Il a également exhorté Trump à se concentrer sur la construction d'écoles plutôt que de les attaquer.
Le sénateur a promis que lui et ses collègues démocrates au Sénat continueraient à se battre pour l'accès de chaque enfant à une bonne éducation.
Les critiques de Schumer sont intervenues alors que le Trésor et l'IRS ont proposé jeudi des règles visant à supprimer le statut d'exonération fiscale des écoles privées qui font preuve de discrimination fondée sur la race, la couleur ou l'origine nationale. La proposition, qui, selon le Trésor et l'IRS, met en œuvre les décrets du président Trump, couvrirait les admissions, les bourses d'études, l'athlétisme et d'autres programmes dans pas moins de 18 000 institutions.
Les écoles pourraient toujours utiliser des critères non raciaux, tels que le revenu familial, la situation géographique, le statut de première génération, les difficultés individuelles, le statut de famille militaire ou les résultats scolaires pour soutenir les élèves défavorisés, les règles entrant en vigueur en 2027.
« Les écoles rebaptisent les préférences fondées sur la race comme étant équitables, inclusives ou renforçant la diversité ne modifient pas leur nature discriminatoire », a déclaré le Trésor.

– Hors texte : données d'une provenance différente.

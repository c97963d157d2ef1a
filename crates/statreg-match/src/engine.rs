//! Automatic column mapping across a file's headers.

use tracing::debug;

use statreg_model::{ColumnMapping, ConfidenceScore, TargetSchema};

use crate::similarity::similarity;

/// Minimum similarity a header must *strictly* exceed to be auto-mapped.
pub const AUTO_MAP_THRESHOLD: f64 = 0.5;

/// The initial mapping and per-field confidence produced by a pass of
/// the auto-mapper.
#[derive(Debug, Clone, Default, PartialEq)]
pub struct AutoMapOutcome {
    /// Field key to header assignments that cleared the threshold.
    pub mapping: ColumnMapping,
    /// Similarity score for each assigned field.
    pub confidence: ConfidenceScore,
}

/// Matches every target field against every file header and keeps the
/// best-scoring header per field.
///
/// A field is assigned only when its best score strictly exceeds
/// [`AUTO_MAP_THRESHOLD`]; everything else is left unmapped for the
/// operator. When several headers tie on the maximum score, the first
/// one in file order wins. The pass is deterministic and idempotent for
/// a given `(headers, schema)` pair.
pub fn auto_map(headers: &[String], schema: &TargetSchema) -> AutoMapOutcome {
    let mut outcome = AutoMapOutcome::default();

    for field in schema.fields() {
        let mut best: Option<(&str, f64)> = None;
        for header in headers {
            let score = similarity(header, &field.label);
            if score > AUTO_MAP_THRESHOLD && best.is_none_or(|(_, top)| score > top) {
                best = Some((header, score));
            }
        }

        if let Some((header, score)) = best {
            debug!(
                field = %field.key,
                header = %header,
                score,
                "auto-mapped column"
            );
            outcome.mapping.set(&field.key, header);
            outcome.confidence.set(&field.key, score);
        }
    }

    outcome
}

En mars 2025, Trump a ordonné des mesures visant à démanteler le ministère américain de l'Éducation et à rendre l'autorité éducative aux États, mais l'abolition complète du département nécessite toujours l'approbation du Congrès.

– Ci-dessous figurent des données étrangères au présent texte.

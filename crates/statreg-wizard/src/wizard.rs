//! The import wizard driver.
//!
//! Owns the state machine, the import service, and the poller for the
//! lifetime of one modal session. Methods perform the IO for a step and
//! feed the results through [`WizardState::apply`]; the host renders
//! [`ImportWizard::state`] and pumps poller events with
//! [`ImportWizard::run_until_settled`] or [`ImportWizard::apply_event`].

use std::sync::Arc;

use chrono::Local;
use tokio::sync::mpsc;
use tracing::{debug, info, warn};

use statreg_client::ImportService;
use statreg_ingest::{check_extension, read_header_row};
use statreg_match::MappingState;
use statreg_model::{ImportFile, TargetSchema};
use statreg_validate::validate_records;

use crate::poller::{JobPoller, PollerConfig, PollerHandle};
use crate::state::{Step, WizardEvent, WizardState};

/// Called with the committed record count when an import succeeds.
///
/// Stands in for the surrounding application's toast-and-refresh
/// callbacks.
pub type SuccessHook = Box<dyn Fn(usize) + Send + Sync>;

/// Orchestrator for one Upload → Map → Preview → Confirm → Result run.
pub struct ImportWizard<S> {
    service: Arc<S>,
    state: WizardState,
    poller: Option<PollerHandle>,
    poller_config: PollerConfig,
    events_tx: mpsc::UnboundedSender<WizardEvent>,
    events_rx: mpsc::UnboundedReceiver<WizardEvent>,
    success_hook: Option<SuccessHook>,
}

impl<S: ImportService + 'static> ImportWizard<S> {
    /// Creates a wizard for one entity's schema.
    pub fn new(service: Arc<S>, schema: TargetSchema) -> Self {
        let (events_tx, events_rx) = mpsc::unbounded_channel();
        Self {
            service,
            state: WizardState::new(schema),
            poller: None,
            poller_config: PollerConfig::default(),
            events_tx,
            events_rx,
            success_hook: None,
        }
    }

    /// Overrides the poller's timing, mainly for tests.
    pub fn with_poller_config(mut self, config: PollerConfig) -> Self {
        self.poller_config = config;
        self
    }

    /// Registers the callback invoked once an import commits.
    pub fn on_success(mut self, hook: impl Fn(usize) + Send + Sync + 'static) -> Self {
        self.success_hook = Some(Box::new(hook));
        self
    }

    /// The current state, for rendering.
    pub fn state(&self) -> &WizardState {
        &self.state
    }

    /// True while a poll loop is alive.
    pub fn is_polling(&self) -> bool {
        self.poller.as_ref().is_some_and(|p| !p.is_finished())
    }

    /// Step 1: accept a file, read its headers, run the auto-mapper.
    ///
    /// Input-format problems (extension, empty file, unparsable header
    /// row) surface immediately without touching the network.
    pub async fn select_file(&mut self, file: ImportFile) {
        if self.state.step != Step::Upload || self.state.loading {
            warn!("select_file ignored outside the upload step");
            return;
        }
        if let Err(err) = check_extension(&file) {
            self.apply(WizardEvent::FileRejected {
                message: err.to_string(),
            });
            return;
        }
        if let Err(err) = read_header_row(&file.bytes) {
            self.apply(WizardEvent::FileRejected {
                message: err.to_string(),
            });
            return;
        }

        self.apply(WizardEvent::UploadStarted);
        match self.service.read_headers(&file).await {
            Ok(headers) if !headers.is_empty() => {
                let mapping = MappingState::from_auto(&headers, &self.state.schema);
                debug!(
                    headers = headers.len(),
                    mapped = mapping.mapping.len(),
                    "file accepted"
                );
                self.apply(WizardEvent::FileAccepted {
                    file,
                    headers,
                    mapping,
                });
            }
            Ok(_) => self.apply(WizardEvent::FileRejected {
                message: "No headers found in file".to_string(),
            }),
            Err(err) => self.apply(WizardEvent::FileRejected {
                message: err.to_string(),
            }),
        }
    }

    /// Step 2: assign or clear one column by hand.
    pub fn map_column(&mut self, key: &str, header: Option<&str>) {
        self.apply(WizardEvent::MappingSet {
            key: key.to_string(),
            header: header.map(String::from),
        });
    }

    /// Step 2 → 3: materialize records and validate them.
    pub async fn preview(&mut self) {
        if self.state.step != Step::Map || self.state.loading {
            warn!("preview ignored outside the mapping step");
            return;
        }

        let unmapped = {
            let missing = self.state.mapping.unmapped_required(&self.state.schema);
            if missing.is_empty() {
                None
            } else {
                let labels: Vec<_> = missing.iter().map(|f| f.label.as_str()).collect();
                Some(format!(
                    "Please map the following columns: {}",
                    labels.join(", ")
                ))
            }
        };
        if let Some(message) = unmapped {
            self.apply(WizardEvent::PreviewRejected { message });
            return;
        }

        let Some(file) = self.state.file.clone() else {
            warn!("preview requested without a file");
            return;
        };
        let mapping = self.state.mapping.mapping.clone();

        self.apply(WizardEvent::PreviewStarted);
        match self.service.preview_import(&file, &mapping).await {
            Ok(records) if !records.is_empty() => {
                let today = Local::now().date_naive();
                match validate_records(&records, &self.state.schema, today) {
                    Ok(()) => self.apply(WizardEvent::PreviewReady { records }),
                    Err(failure) => self.apply(WizardEvent::PreviewRejected {
                        message: failure.to_string(),
                    }),
                }
            }
            Ok(_) => self.apply(WizardEvent::PreviewRejected {
                message: "No preview data returned".to_string(),
            }),
            Err(err) => self.apply(WizardEvent::PreviewRejected {
                message: err.to_string(),
            }),
        }
    }

    /// Step 3 → 4: move on to the confirmation.
    pub fn advance(&mut self) {
        self.apply(WizardEvent::Advanced);
    }

    /// One step back, no side effects.
    pub fn back(&mut self) {
        self.apply(WizardEvent::Back);
    }

    /// Step 4: submit the commit and start observing the job.
    ///
    /// At most one job is active per wizard; a second call while one is
    /// in flight is ignored.
    pub async fn confirm(&mut self) {
        if self.state.step != Step::Confirm || self.state.loading || self.state.job_id.is_some() {
            warn!("confirm ignored outside the confirmation step");
            return;
        }
        let Some(file) = self.state.file.clone() else {
            warn!("confirm requested without a file");
            return;
        };
        let mapping = self.state.mapping.mapping.clone();

        self.apply(WizardEvent::SubmitStarted);
        match self.service.confirm_import(&file, &mapping).await {
            Ok(job_id) => {
                info!(%job_id, "import submitted");
                self.apply(WizardEvent::SubmitAccepted {
                    job_id: job_id.clone(),
                });
                let poller = JobPoller::new(
                    Arc::clone(&self.service),
                    job_id,
                    self.state.preview.len(),
                    self.poller_config.clone(),
                );
                self.poller = Some(poller.spawn(self.events_tx.clone()));
            }
            Err(err) => self.apply(WizardEvent::SubmitRejected {
                message: err.to_string(),
            }),
        }
    }

    /// Applies one poller event, stopping the poller on terminal ones
    /// and firing the success hook on completion.
    pub fn apply_event(&mut self, event: WizardEvent) {
        match &event {
            WizardEvent::JobCompleted { count } => {
                let count = *count;
                self.stop_poller();
                if let Some(hook) = &self.success_hook {
                    hook(count);
                }
            }
            WizardEvent::JobFailed { .. } => self.stop_poller(),
            _ => {}
        }
        self.apply(event);
    }

    /// Pumps poller events until the active job reaches a terminal
    /// state. Returns immediately when no job is active.
    pub async fn run_until_settled(&mut self) {
        while self.state.job_id.is_some() {
            match self.events_rx.recv().await {
                Some(event) => self.apply_event(event),
                None => break,
            }
        }
    }

    /// Cancels the flow and resets for the next open.
    ///
    /// Refused while work is in flight, except after terminal success;
    /// an accepted close tears the poller down and leaves the wizard
    /// factory-clean.
    pub fn close(&mut self) -> bool {
        if !self.state.can_close() {
            debug!("close refused while loading");
            return false;
        }
        self.stop_poller();
        self.apply(WizardEvent::Reset);
        true
    }

    fn apply(&mut self, event: WizardEvent) {
        self.state = std::mem::take(&mut self.state).apply(event);
    }

    fn stop_poller(&mut self) {
        if let Some(handle) = self.poller.take() {
            handle.stop();
        }
    }
}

En juin de cette année, l'administration a encore réduit la taille du ministère de l'Éducation en transférant les fonctions relatives à l'application des droits civils et à la protection de la vie privée des étudiants au ministère de la Justice et la supervision de l'enseignement spécialisé à la santé et aux services sociaux. Les responsables affirment que les changements réduiront la bureaucratie, tandis que les critiques craignent qu'une surveillance fragmentée n'affaiblisse la protection des étudiants, en particulier pour les enfants handicapés.